The setting is Dura Al Qari’a, a West Bank town of 3,000 Palestinians a few kilometres north of Ramallah.
Hasan cultivates a total of 19 olive trees across 2.5 hectares. The olives are merely a bit of income on the side in addition to his employment in the Economics Ministry archives.
From up on his ladder, he points to the black olives down on the red earth. “They have all already dropped off,” Hasan says.
He had been unable to take off from work sooner, and so now he and his family were harvesting the 19 trees in a single week.
But, the 39-year-old is satisfied with the harvest: “This year is better than last year,” he says. Only every second year do the trees yield a lot of olives. Last year, the pickings were thin.
The olive harvest that takes place around mid-October to mid-November is the most important time of year for Palestinian agriculture. The Palestinian Authority’s Ministry of Agriculture reports that the livelihood of around 100,000 families depends on the olive harvest, which itself accounts for about 25 per cent of total earnings in the Palestinian agricultural sector.
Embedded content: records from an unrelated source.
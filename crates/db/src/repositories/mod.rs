//! Repository layer over the sea-orm entities.

mod choice;
mod question;
mod user;
mod vote;

pub use choice::ChoiceRepository;
pub use question::QuestionRepository;
pub use user::UserRepository;
pub use vote::VoteRepository;
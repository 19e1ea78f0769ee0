//! Create user table migration.

use sea_orm_migration::prelude::*;

#[derive(DeriveMigrationName)]
pub struct Migration;

#[async_trait::async_trait]
impl MigrationTrait for Migration {
    async fn up(&self, manager: &SchemaManager) -> Result<(), DbErr> {
        manager
            .create_table(
                Table::create()
                    .table(User::Table)
                    .if_not_exists()
                    .col(ColumnDef::new(User::Id).string_len(32).not_null().primary_key())
                    .col(ColumnDef::new(User::Username).string_len(150).not_null())
                    .col(ColumnDef::new(User::UsernameLower).string_len(150).not_null())
                    .col(ColumnDef::new(User::PasswordHash).string_len(256).not_null())
                    .col(ColumnDef::new(User::Token).string_len(64))
                    .col(ColumnDef::new(User::IsAdmin).boolean().not_null().default(false))
                    .col(
                        ColumnDef::new(User::CreatedAt)
                            .timestamp_with_time_zone()
                            .not_null()
                            .default(Expr::current_timestamp()),
                    )
                    .col(ColumnDef::new(User::UpdatedAt).timestamp_with_time_zone())
                    .to_owned(),
            )
            .await?;

        // Unique index: username_lower (usernames are case-insensitive)
        manager
            .create_index(
                Index::create()
                    .name("idx_user_username_lower")
                    .table(User::Table)
                    .col(User::UsernameLower)
                    .unique()
                    .to_owned(),
            )
            .await?;

        // Unique index: token
        manager
            .create_index(
                Index::create()
                    .name("idx_user_token")
                    .table(User::Table)
                    .col(User::Token)
                    .unique()
                    .to_owned(),
            )
            .await?;

        Ok(())
    }

    async fn down(&self, manager: &SchemaManager) -> Result<(), DbErr> {
        manager
            .drop_table(Table::drop().table(User::Table).to_owned())
            .await
    }
}

#[derive(Iden)]
enum User {
    Table,
    Id,
    Username,
    UsernameLower,
    PasswordHash,
    Token,
    IsAdmin,
    CreatedAt,
    UpdatedAt,
}
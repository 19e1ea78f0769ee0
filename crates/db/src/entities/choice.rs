//! Choice entity: one selectable option under a question.

use sea_orm::entity::prelude::*;
use serde::{Deserialize, Serialize};

#[derive(Clone, Debug, PartialEq, Eq, DeriveEntityModel, Serialize, Deserialize)]
#[sea_orm(table_name = "choice")]
pub struct Model {
    #[sea_orm(primary_key)]
    pub id: i32,

    #[sea_orm(indexed)]
    pub question_id: i32,

    pub text: String,

    /// Vote count (denormalized, only exact right after a recount)
    #[sea_orm(default_value = 0)]
    pub vote_count: i32,
}

#[derive(Copy, Clone, Debug, EnumIter, DeriveRelation)]
pub enum Relation {
    #[sea_orm(
        belongs_to = "super::question::Entity",
        from = "Column::QuestionId",
        to = "super::question::Column::Id",
        on_delete = "Cascade"
    )]
    Question,

    #[sea_orm(has_many = "super::vote::Entity")]
    Vote,
}

impl Related<super::question::Entity> for Entity {
    fn to() -> RelationDef {
        Relation::Question.def()
    }
}

impl Related<super::vote::Entity> for Entity {
    fn to() -> RelationDef {
        Relation::Vote.def()
    }
}

impl ActiveModelBehavior for ActiveModel {}
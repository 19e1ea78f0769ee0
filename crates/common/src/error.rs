//! Error types for polls-rs.

use axum::{
    Json,
    http::StatusCode,
    response::{IntoResponse, Response},
};
use serde_json::json;
use thiserror::Error;

/// Path of the sign-in endpoint that unauthenticated callers are sent to.
pub const LOGIN_PATH: &str = "/api/signin";

/// Application result type.
pub type AppResult<T> = Result<T, AppError>;

/// Application error type.
#[derive(Debug, Error)]
pub enum AppError {
    // === Client Errors ===
    #[error("Not found: {0}")]
    NotFound(String),

    #[error("Question not found: {0}")]
    QuestionNotFound(i32),

    #[error("Choice not found: {0}")]
    ChoiceNotFound(i32),

    /// A vote submission omitted its choice or named one outside the question.
    #[error("{0}")]
    InvalidSelection(String),

    /// The question is outside its publish/close window.
    #[error("{0}")]
    NotVotable(String),

    /// No identity present for an action that requires one.
    #[error("Login required")]
    LoginRequired {
        /// The originally requested path, replayed after sign-in.
        next: String,
    },

    #[error("Unauthorized")]
    Unauthorized,

    #[error("Forbidden: {0}")]
    Forbidden(String),

    #[error("Bad request: {0}")]
    BadRequest(String),

    #[error("Validation error: {0}")]
    Validation(String),

    #[error("Conflict: {0}")]
    Conflict(String),

    // === Server Errors ===
    #[error("Database error: {0}")]
    Database(String),

    #[error("Configuration error: {0}")]
    Config(String),

    #[error("Internal error: {0}")]
    Internal(String),
}

impl AppError {
    /// Returns the HTTP status code for this error.
    #[must_use]
    pub const fn status_code(&self) -> StatusCode {
        match self {
            // 4xx Client Errors
            Self::NotFound(_) | Self::QuestionNotFound(_) | Self::ChoiceNotFound(_) => {
                StatusCode::NOT_FOUND
            }
            Self::LoginRequired { .. } | Self::Unauthorized => StatusCode::UNAUTHORIZED,
            Self::NotVotable(_) | Self::Forbidden(_) => StatusCode::FORBIDDEN,
            Self::InvalidSelection(_) | Self::BadRequest(_) | Self::Validation(_) => {
                StatusCode::BAD_REQUEST
            }
            Self::Conflict(_) => StatusCode::CONFLICT,

            // 5xx Server Errors
            Self::Database(_) | Self::Config(_) | Self::Internal(_) => {
                StatusCode::INTERNAL_SERVER_ERROR
            }
        }
    }

    /// Returns the error code for API responses.
    #[must_use]
    pub const fn error_code(&self) -> &'static str {
        match self {
            Self::NotFound(_) => "NOT_FOUND",
            Self::QuestionNotFound(_) => "QUESTION_NOT_FOUND",
            Self::ChoiceNotFound(_) => "CHOICE_NOT_FOUND",
            Self::InvalidSelection(_) => "INVALID_SELECTION",
            Self::NotVotable(_) => "NOT_VOTABLE",
            Self::LoginRequired { .. } => "LOGIN_REQUIRED",
            Self::Unauthorized => "UNAUTHORIZED",
            Self::Forbidden(_) => "FORBIDDEN",
            Self::BadRequest(_) => "BAD_REQUEST",
            Self::Validation(_) => "VALIDATION_ERROR",
            Self::Conflict(_) => "CONFLICT",
            Self::Database(_) => "DATABASE_ERROR",
            Self::Config(_) => "CONFIG_ERROR",
            Self::Internal(_) => "INTERNAL_ERROR",
        }
    }

    /// Returns whether this error should be logged at error level.
    #[must_use]
    pub fn is_server_error(&self) -> bool {
        self.status_code().is_server_error()
    }

    /// Sign-in URL that returns the caller to `next` afterwards.
    #[must_use]
    pub fn login_url(next: &str) -> String {
        format!("{LOGIN_PATH}?next={}", urlencoding::encode(next))
    }
}

impl IntoResponse for AppError {
    fn into_response(self) -> Response {
        let status = self.status_code();
        let code = self.error_code();

        // Log server errors
        if self.is_server_error() {
            tracing::error!(error = %self, code = code, "Server error occurred");
        } else {
            tracing::debug!(error = %self, code = code, "Client error occurred");
        }

        let body = match &self {
            Self::LoginRequired { next } => json!({
                "error": {
                    "code": code,
                    "message": self.to_string(),
                    "loginUrl": Self::login_url(next),
                }
            }),
            _ => json!({
                "error": {
                    "code": code,
                    "message": self.to_string(),
                }
            }),
        };

        (status, Json(body)).into_response()
    }
}

// === From implementations ===

impl From<validator::ValidationErrors> for AppError {
    fn from(err: validator::ValidationErrors) -> Self {
        Self::Validation(err.to_string())
    }
}

impl From<config::ConfigError> for AppError {
    fn from(err: config::ConfigError) -> Self {
        Self::Config(err.to_string())
    }
}

impl From<anyhow::Error> for AppError {
    fn from(err: anyhow::Error) -> Self {
        Self::Internal(err.to_string())
    }
}

#[cfg(test)]
mod tests {
    use super::*;

    #[test]
    fn test_status_codes() {
        assert_eq!(AppError::QuestionNotFound(1).status_code(), StatusCode::NOT_FOUND);
        assert_eq!(
            AppError::InvalidSelection("x".to_string()).status_code(),
            StatusCode::BAD_REQUEST
        );
        assert_eq!(
            AppError::NotVotable("x".to_string()).status_code(),
            StatusCode::FORBIDDEN
        );
        assert_eq!(
            AppError::LoginRequired { next: "/".to_string() }.status_code(),
            StatusCode::UNAUTHORIZED
        );
        assert!(AppError::Database("boom".to_string()).is_server_error());
        assert!(!AppError::Unauthorized.is_server_error());
    }

    #[test]
    fn test_login_url_keeps_original_path() {
        assert_eq!(
            AppError::login_url("/api/polls/1/vote"),
            "/api/signin?next=%2Fapi%2Fpolls%2F1%2Fvote"
        );
    }

    #[test]
    fn test_invalid_selection_message_is_verbatim() {
        let err = AppError::InvalidSelection("You didn't select a choice.".to_string());
        assert_eq!(err.to_string(), "You didn't select a choice.");
        assert_eq!(err.error_code(), "INVALID_SELECTION");
    }
}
The ministry was projecting a harvest of around 100,000 tons of olives. This would be an average yield. From these, upwards of 17,000 tons of olive oil can be produced, Agriculture Minister Sufian Sultan reported in Bethlehem.
“The season is not like we
expected it,” says Majed Naser of the Union of Agriculture Work Committees in Ramallah, a non-governmental organization helping the Palestinian farm sector. “It is below average,” Naser says, with his group projecting a final output of 15,000 tons of olive oil.
During the flowering time last spring, the weather was too cool, and then the summer was too dry.
Only a small amount of the Palestinian olive harvest gets exported. Cogat, the Israeli authority coordinating activities in the Palestinian Territories, put last year’s harvest at just 3,750 tons. The olives are chiefly exported to the Gulf region through Jordan.
The modest figures belie the deep psychological importance that olives have for the Palestinians. To them, the olive tree is a symbol of peace and of their attachment to the land.
Besides olive oil, they can make soap from the fruit, and medicinal remedies from the leaves. The wood can be carved to produce souvenirs.
The weather is not the only worry for the West Bank farmers. Over and over there are reports of Israeli settlers coming to steal the olives or damage the trees. Imad Hasan’s sister Randa and her family own trees near the Bet El settlement.
“We are not allowed to go there just on our own,” the 49-year-old woman says. First they must get approval from the local authorities. Only when the Israelis give the green light can they go to harvest the olives – accompanied by Cogat workers.
Cogat simply notes that during the harvest period there are frequent conflicts.
Hasan is hoping to produce 112 kilograms of oil this time around. This would be worth around 1,200 dollars – more than what an average worker earns in two months.
Because the overall harvest is lower, he might even be able to sell his oil at a higher price than last year, he says.